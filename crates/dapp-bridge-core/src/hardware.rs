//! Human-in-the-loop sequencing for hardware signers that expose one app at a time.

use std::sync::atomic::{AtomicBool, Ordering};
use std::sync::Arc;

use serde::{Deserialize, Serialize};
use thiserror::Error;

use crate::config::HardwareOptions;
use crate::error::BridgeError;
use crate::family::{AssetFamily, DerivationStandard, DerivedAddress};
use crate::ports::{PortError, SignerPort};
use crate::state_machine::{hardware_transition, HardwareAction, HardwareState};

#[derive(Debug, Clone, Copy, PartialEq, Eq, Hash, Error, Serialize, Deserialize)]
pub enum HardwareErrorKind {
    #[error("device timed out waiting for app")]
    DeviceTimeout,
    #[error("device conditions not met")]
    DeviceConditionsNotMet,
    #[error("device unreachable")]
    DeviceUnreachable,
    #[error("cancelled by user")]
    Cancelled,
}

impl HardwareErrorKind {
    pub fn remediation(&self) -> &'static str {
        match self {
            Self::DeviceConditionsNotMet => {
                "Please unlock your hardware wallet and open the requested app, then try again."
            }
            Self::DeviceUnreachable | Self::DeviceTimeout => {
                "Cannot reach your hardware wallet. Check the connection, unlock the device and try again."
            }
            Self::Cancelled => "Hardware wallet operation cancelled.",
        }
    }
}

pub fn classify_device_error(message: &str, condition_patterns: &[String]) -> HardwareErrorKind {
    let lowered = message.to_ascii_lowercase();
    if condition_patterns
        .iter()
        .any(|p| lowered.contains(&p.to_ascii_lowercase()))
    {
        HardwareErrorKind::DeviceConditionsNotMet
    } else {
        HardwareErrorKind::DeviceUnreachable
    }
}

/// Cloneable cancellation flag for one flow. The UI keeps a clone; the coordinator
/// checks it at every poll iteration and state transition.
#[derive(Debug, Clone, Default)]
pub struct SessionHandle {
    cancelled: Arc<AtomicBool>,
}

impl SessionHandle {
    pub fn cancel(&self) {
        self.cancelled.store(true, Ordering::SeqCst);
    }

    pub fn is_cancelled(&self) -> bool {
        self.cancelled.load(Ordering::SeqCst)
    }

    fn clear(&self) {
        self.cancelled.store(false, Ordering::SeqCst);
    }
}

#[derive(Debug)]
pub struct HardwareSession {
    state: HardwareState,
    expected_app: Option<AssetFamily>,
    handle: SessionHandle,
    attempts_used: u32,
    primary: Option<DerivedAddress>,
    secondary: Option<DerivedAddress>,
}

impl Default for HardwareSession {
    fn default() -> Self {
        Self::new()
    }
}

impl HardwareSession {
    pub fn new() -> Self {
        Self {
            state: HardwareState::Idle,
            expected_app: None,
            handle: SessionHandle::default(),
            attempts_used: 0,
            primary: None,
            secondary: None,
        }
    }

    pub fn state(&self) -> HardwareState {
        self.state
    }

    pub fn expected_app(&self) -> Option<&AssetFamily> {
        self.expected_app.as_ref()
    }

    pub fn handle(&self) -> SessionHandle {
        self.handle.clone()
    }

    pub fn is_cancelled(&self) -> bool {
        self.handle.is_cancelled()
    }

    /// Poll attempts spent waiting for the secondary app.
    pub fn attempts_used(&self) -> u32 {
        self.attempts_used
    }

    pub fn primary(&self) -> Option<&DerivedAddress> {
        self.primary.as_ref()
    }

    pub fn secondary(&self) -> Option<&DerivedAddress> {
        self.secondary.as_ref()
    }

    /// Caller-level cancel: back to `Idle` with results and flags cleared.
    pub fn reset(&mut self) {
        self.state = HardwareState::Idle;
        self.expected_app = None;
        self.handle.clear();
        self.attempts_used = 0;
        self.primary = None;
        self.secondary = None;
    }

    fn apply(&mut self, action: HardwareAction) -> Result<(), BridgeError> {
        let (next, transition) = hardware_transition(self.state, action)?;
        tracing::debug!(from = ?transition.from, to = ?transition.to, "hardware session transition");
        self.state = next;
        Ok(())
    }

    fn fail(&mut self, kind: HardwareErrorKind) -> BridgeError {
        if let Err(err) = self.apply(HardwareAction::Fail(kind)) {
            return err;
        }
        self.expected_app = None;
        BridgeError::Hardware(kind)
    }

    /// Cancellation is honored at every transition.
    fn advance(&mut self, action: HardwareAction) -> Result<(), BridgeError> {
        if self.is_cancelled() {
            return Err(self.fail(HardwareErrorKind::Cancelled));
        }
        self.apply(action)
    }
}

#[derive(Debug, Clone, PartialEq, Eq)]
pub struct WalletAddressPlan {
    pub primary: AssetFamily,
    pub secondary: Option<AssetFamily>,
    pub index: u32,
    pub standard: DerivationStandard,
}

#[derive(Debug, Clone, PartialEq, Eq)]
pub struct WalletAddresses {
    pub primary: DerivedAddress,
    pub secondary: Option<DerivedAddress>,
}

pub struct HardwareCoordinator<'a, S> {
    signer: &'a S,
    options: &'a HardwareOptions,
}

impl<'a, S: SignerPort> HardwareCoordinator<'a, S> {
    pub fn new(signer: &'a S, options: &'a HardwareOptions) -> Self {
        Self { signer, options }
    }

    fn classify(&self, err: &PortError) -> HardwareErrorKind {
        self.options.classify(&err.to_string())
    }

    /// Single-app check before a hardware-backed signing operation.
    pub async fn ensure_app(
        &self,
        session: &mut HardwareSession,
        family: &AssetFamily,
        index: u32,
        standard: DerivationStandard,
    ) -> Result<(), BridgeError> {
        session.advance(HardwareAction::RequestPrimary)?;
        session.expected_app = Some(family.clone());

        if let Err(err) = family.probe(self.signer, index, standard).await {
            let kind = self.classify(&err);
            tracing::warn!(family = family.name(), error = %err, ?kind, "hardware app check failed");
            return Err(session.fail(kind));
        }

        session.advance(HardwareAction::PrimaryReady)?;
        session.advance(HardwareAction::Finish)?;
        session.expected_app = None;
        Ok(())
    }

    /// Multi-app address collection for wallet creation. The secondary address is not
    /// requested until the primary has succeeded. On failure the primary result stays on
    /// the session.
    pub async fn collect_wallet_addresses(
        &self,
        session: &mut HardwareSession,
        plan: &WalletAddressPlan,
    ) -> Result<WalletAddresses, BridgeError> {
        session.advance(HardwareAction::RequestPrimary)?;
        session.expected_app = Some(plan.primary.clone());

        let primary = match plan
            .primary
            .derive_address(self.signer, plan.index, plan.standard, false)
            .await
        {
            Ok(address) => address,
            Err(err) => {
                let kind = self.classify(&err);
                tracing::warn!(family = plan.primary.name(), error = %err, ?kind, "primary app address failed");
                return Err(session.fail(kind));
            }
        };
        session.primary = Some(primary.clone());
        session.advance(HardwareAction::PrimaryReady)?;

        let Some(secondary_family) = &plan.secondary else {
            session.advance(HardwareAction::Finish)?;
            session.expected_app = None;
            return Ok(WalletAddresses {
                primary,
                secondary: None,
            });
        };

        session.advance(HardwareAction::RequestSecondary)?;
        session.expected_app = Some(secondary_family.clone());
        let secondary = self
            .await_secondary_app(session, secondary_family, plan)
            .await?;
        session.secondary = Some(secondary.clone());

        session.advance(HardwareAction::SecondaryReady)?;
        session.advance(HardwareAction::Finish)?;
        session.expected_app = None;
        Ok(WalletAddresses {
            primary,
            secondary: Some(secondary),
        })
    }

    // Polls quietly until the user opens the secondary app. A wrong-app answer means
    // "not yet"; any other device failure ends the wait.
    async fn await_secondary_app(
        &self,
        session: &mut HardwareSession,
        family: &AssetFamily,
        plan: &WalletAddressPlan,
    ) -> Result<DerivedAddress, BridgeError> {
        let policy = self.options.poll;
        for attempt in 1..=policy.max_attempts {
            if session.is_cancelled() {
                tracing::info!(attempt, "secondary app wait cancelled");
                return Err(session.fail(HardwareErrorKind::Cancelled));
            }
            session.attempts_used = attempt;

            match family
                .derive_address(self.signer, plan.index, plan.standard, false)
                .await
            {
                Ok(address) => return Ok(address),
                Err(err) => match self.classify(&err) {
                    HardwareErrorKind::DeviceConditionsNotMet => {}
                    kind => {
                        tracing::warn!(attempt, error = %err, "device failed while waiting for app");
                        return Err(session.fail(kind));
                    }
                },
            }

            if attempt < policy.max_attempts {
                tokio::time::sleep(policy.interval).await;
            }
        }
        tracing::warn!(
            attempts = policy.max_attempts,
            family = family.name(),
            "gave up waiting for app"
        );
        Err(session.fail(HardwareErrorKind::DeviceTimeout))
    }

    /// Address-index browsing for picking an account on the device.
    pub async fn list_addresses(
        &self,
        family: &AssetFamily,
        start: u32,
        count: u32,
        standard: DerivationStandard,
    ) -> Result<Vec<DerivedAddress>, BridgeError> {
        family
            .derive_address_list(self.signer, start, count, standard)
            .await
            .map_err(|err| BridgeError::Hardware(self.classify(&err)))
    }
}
▬▬▬▬▬▬
§ **What this task involves**: Each line of the listing above that includes the word "None" is to be counted, and only the total reported.

§ **Answer to this task**: 11